Thoughts on Trump's Self-Coup Attempt, Colored by Latin America

Armed police take positions as mob assaults U.S. Congress


     President Trump tried something they would call an autogolpe, a self-coup, in the "banana republics" of Latin America  -- a despicable term used by arrogant Americans once unfamiliar with coups at home. I covered the region for more than three decades and saw such maneuvers up close.  The action means the chief of state forcibly eliminates the power of the legislative branch of the government so he (yes, generally a he) can rule alone, or with lackeys and lawmakers answerable only to him. 

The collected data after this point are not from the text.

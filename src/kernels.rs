//! Windowing kernels used by the analyzer and synthesizer.
//!
//! The per-sample work of an STFT frame is three loops: multiply the sample
//! history by the window, multiply an inverse-FFT frame by the window and add
//! it into the overlap-add accumulator, and clamp accumulator values to Q15.
//! [`WindowKernels`] names those loops; [`ScalarKernels`] is the reference
//! implementation and [`SimdBackend`] dispatches to a vectorized version for
//! the running CPU. Every backend produces bit-identical results.

use crate::fixed::{saturate_i16, saturating_add_wide, shift_right, Rounding};

#[cfg(all(target_arch = "x86_64", feature = "x86_64"))]
use core::arch::x86_64::*;

#[cfg(all(target_arch = "aarch64", feature = "aarch64"))]
use core::arch::aarch64::*;

/// Vectorizable inner loops of the STFT.
///
/// All slices passed to one call must have the same length.
pub trait WindowKernels {
    /// `out[i] = samples[i] * window[i]`, a Q15×Q15 → Q30 product.
    fn window_q30(&self, samples: &[i16], window: &[i16], out: &mut [i32]);

    /// `acc[i] = sat32(acc[i] + ((window[i] * frame[i]) >> shift))`.
    ///
    /// The product is formed in 64 bits and shifted under `rounding` before the
    /// saturating add. `shift` must be at most 62.
    fn window_accumulate(
        &self,
        window: &[i16],
        frame: &[i32],
        shift: u32,
        rounding: Rounding,
        acc: &mut [i32],
    );

    /// `out[i] = clamp(input[i], i16::MIN, i16::MAX)`.
    fn saturate_i16(&self, input: &[i32], out: &mut [i16]);
}

/// Portable reference kernels.
#[derive(Debug, Clone, Copy, Default, PartialEq, Eq)]
pub struct ScalarKernels;

impl WindowKernels for ScalarKernels {
    fn window_q30(&self, samples: &[i16], window: &[i16], out: &mut [i32]) {
        debug_assert_eq!(samples.len(), window.len());
        debug_assert_eq!(samples.len(), out.len());
        for ((o, &s), &w) in out.iter_mut().zip(samples).zip(window) {
            *o = s as i32 * w as i32;
        }
    }

    fn window_accumulate(
        &self,
        window: &[i16],
        frame: &[i32],
        shift: u32,
        rounding: Rounding,
        acc: &mut [i32],
    ) {
        debug_assert_eq!(window.len(), frame.len());
        debug_assert_eq!(window.len(), acc.len());
        for ((a, &w), &x) in acc.iter_mut().zip(window).zip(frame) {
            let term = shift_right(w as i64 * x as i64, shift, rounding);
            *a = saturating_add_wide(*a, term);
        }
    }

    fn saturate_i16(&self, input: &[i32], out: &mut [i16]) {
        debug_assert_eq!(input.len(), out.len());
        for (o, &x) in out.iter_mut().zip(input) {
            *o = saturate_i16(x);
        }
    }
}

/// Kernel backends, selected at runtime based on CPU features.
#[derive(Debug, Clone, Copy, PartialEq, Eq)]
pub enum SimdBackend {
    /// Scalar fallback, works on all platforms.
    Scalar,
    /// x86_64 AVX2 windowing with SSE2 saturation.
    #[cfg(all(target_arch = "x86_64", feature = "x86_64"))]
    Avx2,
    /// aarch64 NEON for all three kernels.
    #[cfg(all(target_arch = "aarch64", feature = "aarch64"))]
    Neon,
}

impl Default for SimdBackend {
    fn default() -> Self {
        Self::detect()
    }
}

#[cfg(all(target_arch = "x86_64", feature = "x86_64"))]
#[inline]
fn avx2_available() -> bool {
    #[cfg(feature = "std")]
    {
        std::is_x86_feature_detected!("avx2")
    }
    #[cfg(not(feature = "std"))]
    {
        cfg!(target_feature = "avx2")
    }
}

impl SimdBackend {
    /// Best backend supported by the running CPU.
    pub fn detect() -> Self {
        #[cfg(all(target_arch = "aarch64", feature = "aarch64"))]
        {
            Self::Neon
        }
        #[cfg(not(all(target_arch = "aarch64", feature = "aarch64")))]
        {
            #[cfg(all(target_arch = "x86_64", feature = "x86_64"))]
            {
                if avx2_available() {
                    return Self::Avx2;
                }
            }
            Self::Scalar
        }
    }

    /// Returns the name of this backend.
    pub fn name(self) -> &'static str {
        match self {
            Self::Scalar => "scalar",
            #[cfg(all(target_arch = "x86_64", feature = "x86_64"))]
            Self::Avx2 => "avx2",
            #[cfg(all(target_arch = "aarch64", feature = "aarch64"))]
            Self::Neon => "neon",
        }
    }
}

impl WindowKernels for SimdBackend {
    fn window_q30(&self, samples: &[i16], window: &[i16], out: &mut [i32]) {
        debug_assert_eq!(samples.len(), window.len());
        debug_assert_eq!(samples.len(), out.len());
        match self {
            Self::Scalar => ScalarKernels.window_q30(samples, window, out),
            #[cfg(all(target_arch = "x86_64", feature = "x86_64"))]
            Self::Avx2 => {
                if avx2_available() {
                    // SAFETY: AVX2 support was confirmed just above.
                    unsafe { x86::window_q30_avx2(samples, window, out) }
                } else {
                    ScalarKernels.window_q30(samples, window, out)
                }
            }
            #[cfg(all(target_arch = "aarch64", feature = "aarch64"))]
            // SAFETY: NEON is always available on aarch64.
            Self::Neon => unsafe { neon::window_q30(samples, window, out) },
        }
    }

    fn window_accumulate(
        &self,
        window: &[i16],
        frame: &[i32],
        shift: u32,
        rounding: Rounding,
        acc: &mut [i32],
    ) {
        match self {
            // AVX2 has no 64-bit arithmetic right shift, so x86 stays scalar here.
            Self::Scalar => ScalarKernels.window_accumulate(window, frame, shift, rounding, acc),
            #[cfg(all(target_arch = "x86_64", feature = "x86_64"))]
            Self::Avx2 => ScalarKernels.window_accumulate(window, frame, shift, rounding, acc),
            #[cfg(all(target_arch = "aarch64", feature = "aarch64"))]
            // SAFETY: NEON is always available on aarch64.
            Self::Neon => unsafe { neon::window_accumulate(window, frame, shift, rounding, acc) },
        }
    }

    fn saturate_i16(&self, input: &[i32], out: &mut [i16]) {
        debug_assert_eq!(input.len(), out.len());
        match self {
            Self::Scalar => ScalarKernels.saturate_i16(input, out),
            #[cfg(all(target_arch = "x86_64", feature = "x86_64"))]
            // SAFETY: SSE2 is part of the x86_64 baseline.
            Self::Avx2 => unsafe { x86::saturate_i16_sse2(input, out) },
            #[cfg(all(target_arch = "aarch64", feature = "aarch64"))]
            // SAFETY: NEON is always available on aarch64.
            Self::Neon => unsafe { neon::saturate_i16(input, out) },
        }
    }
}

#[cfg(all(target_arch = "x86_64", feature = "x86_64"))]
mod x86 {
    use super::*;

    /// Sign-extend 8 Q15 values of each input to 32 bits and multiply.
    #[target_feature(enable = "avx2")]
    pub(super) unsafe fn window_q30_avx2(samples: &[i16], window: &[i16], out: &mut [i32]) {
        let len = samples.len().min(window.len()).min(out.len());
        let chunks = len / 8;
        let s_ptr = samples.as_ptr();
        let w_ptr = window.as_ptr();
        let o_ptr = out.as_mut_ptr();
        for i in 0..chunks {
            let offset = i * 8;
            let s = _mm256_cvtepi16_epi32(_mm_loadu_si128(s_ptr.add(offset) as *const __m128i));
            let w = _mm256_cvtepi16_epi32(_mm_loadu_si128(w_ptr.add(offset) as *const __m128i));
            _mm256_storeu_si256(o_ptr.add(offset) as *mut __m256i, _mm256_mullo_epi32(s, w));
        }
        let tail = chunks * 8;
        ScalarKernels.window_q30(&samples[tail..len], &window[tail..len], &mut out[tail..len]);
    }

    /// Pack 8 i32 values to i16 with signed saturation.
    #[target_feature(enable = "sse2")]
    pub(super) unsafe fn saturate_i16_sse2(input: &[i32], out: &mut [i16]) {
        let len = input.len().min(out.len());
        let chunks = len / 8;
        let i_ptr = input.as_ptr();
        let o_ptr = out.as_mut_ptr();
        for i in 0..chunks {
            let offset = i * 8;
            let lo = _mm_loadu_si128(i_ptr.add(offset) as *const __m128i);
            let hi = _mm_loadu_si128(i_ptr.add(offset + 4) as *const __m128i);
            _mm_storeu_si128(o_ptr.add(offset) as *mut __m128i, _mm_packs_epi32(lo, hi));
        }
        let tail = chunks * 8;
        ScalarKernels.saturate_i16(&input[tail..len], &mut out[tail..len]);
    }
}

#[cfg(all(target_arch = "aarch64", feature = "aarch64"))]
mod neon {
    use super::*;

    /// # Safety
    /// Caller must ensure NEON is available (always true on aarch64).
    #[inline]
    pub(super) unsafe fn window_q30(samples: &[i16], window: &[i16], out: &mut [i32]) {
        let len = samples.len().min(window.len()).min(out.len());
        let chunks = len / 4;
        for i in 0..chunks {
            let offset = i * 4;
            let s = vld1_s16(samples.as_ptr().add(offset));
            let w = vld1_s16(window.as_ptr().add(offset));
            vst1q_s32(out.as_mut_ptr().add(offset), vmull_s16(s, w));
        }
        let tail = chunks * 4;
        ScalarKernels.window_q30(&samples[tail..len], &window[tail..len], &mut out[tail..len]);
    }

    /// Widening multiply, rounding (`vrshl`) or plain (`vshl`) shift by a
    /// negative amount, 64-bit add and saturating narrow back to i32.
    ///
    /// # Safety
    /// Caller must ensure NEON is available.
    #[inline]
    pub(super) unsafe fn window_accumulate(
        window: &[i16],
        frame: &[i32],
        shift: u32,
        rounding: Rounding,
        acc: &mut [i32],
    ) {
        let len = window.len().min(frame.len()).min(acc.len());
        let chunks = len / 4;
        let neg_shift = vdupq_n_s64(-(shift.min(63) as i64));
        for i in 0..chunks {
            let offset = i * 4;
            let w = vmovl_s16(vld1_s16(window.as_ptr().add(offset)));
            let x = vld1q_s32(frame.as_ptr().add(offset));
            let a = vld1q_s32(acc.as_ptr().add(offset));
            let mut p_lo = vmull_s32(vget_low_s32(w), vget_low_s32(x));
            let mut p_hi = vmull_high_s32(w, x);
            match rounding {
                Rounding::Nearest => {
                    p_lo = vrshlq_s64(p_lo, neg_shift);
                    p_hi = vrshlq_s64(p_hi, neg_shift);
                }
                Rounding::Truncate => {
                    p_lo = vshlq_s64(p_lo, neg_shift);
                    p_hi = vshlq_s64(p_hi, neg_shift);
                }
            }
            let sum_lo = vaddq_s64(vmovl_s32(vget_low_s32(a)), p_lo);
            let sum_hi = vaddq_s64(vmovl_high_s32(a), p_hi);
            let packed = vcombine_s32(vqmovn_s64(sum_lo), vqmovn_s64(sum_hi));
            vst1q_s32(acc.as_mut_ptr().add(offset), packed);
        }
        let tail = chunks * 4;
        ScalarKernels.window_accumulate(
            &window[tail..len],
            &frame[tail..len],
            shift,
            rounding,
            &mut acc[tail..len],
        );
    }

    /// # Safety
    /// Caller must ensure NEON is available.
    #[inline]
    pub(super) unsafe fn saturate_i16(input: &[i32], out: &mut [i16]) {
        let len = input.len().min(out.len());
        let chunks = len / 4;
        for i in 0..chunks {
            let offset = i * 4;
            let x = vld1q_s32(input.as_ptr().add(offset));
            vst1_s16(out.as_mut_ptr().add(offset), vqmovn_s32(x));
        }
        let tail = chunks * 4;
        ScalarKernels.saturate_i16(&input[tail..len], &mut out[tail..len]);
    }
}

    At a rally in front of the White House, Trump baptized followers as shock troops and sent them forth to assault the U.S. Capitol as Congress met to formally seal the results of Joe Biden's election. Like everyone else, I was glued to television, radio and the internet as the spectacle that rocked my country unfolded, as Trump's troops occupied the Congress, as hundreds of elected officials cowered in justifiable fear for their lives or stepped fast to secret locations. Late in the day, I re-ran the Trump rally online. The center seemed to be holding and I wanted to know what kind of talk would move thousands to violate the law, history, decency, the Constitution. And anyway, who could sleep? Researching a book I wrote on World War II in Latin America, I had spent countless hours watching and listening to videos and recordings of that era's fascists.  Trump's echo of those voices, and their distortion of history, was overwhelming, like a match on kindle.

    In an autogolpe I covered in Guatemala in 1993, the big question for hours was whether the military would back the president, or the Constitution. (The military was split, but under U.S. Embassy pressure, the key elements eventually stood against the president.) For hours in Washington during Trump's self-coup,  which side the armed authorities were taking wasn't clear either -- police sometimes seemed to facilitate the insurrectionists, or appear passive, and only after agonizing hours did a few authorities -- absent Trump -- find backbones and call in the National Guard. The casualties in Washington could have been worse. The White Supremacist Proud Boys leader had been arrested a couple of days earlier on the way into D.C., long guns and bumpstocks confiscated.  Two IEDs planted on Capitol grounds, the kind of weapon that has killed more than 2,000 GIs in Iraq and Afghanistan, were disarmed before they could explode.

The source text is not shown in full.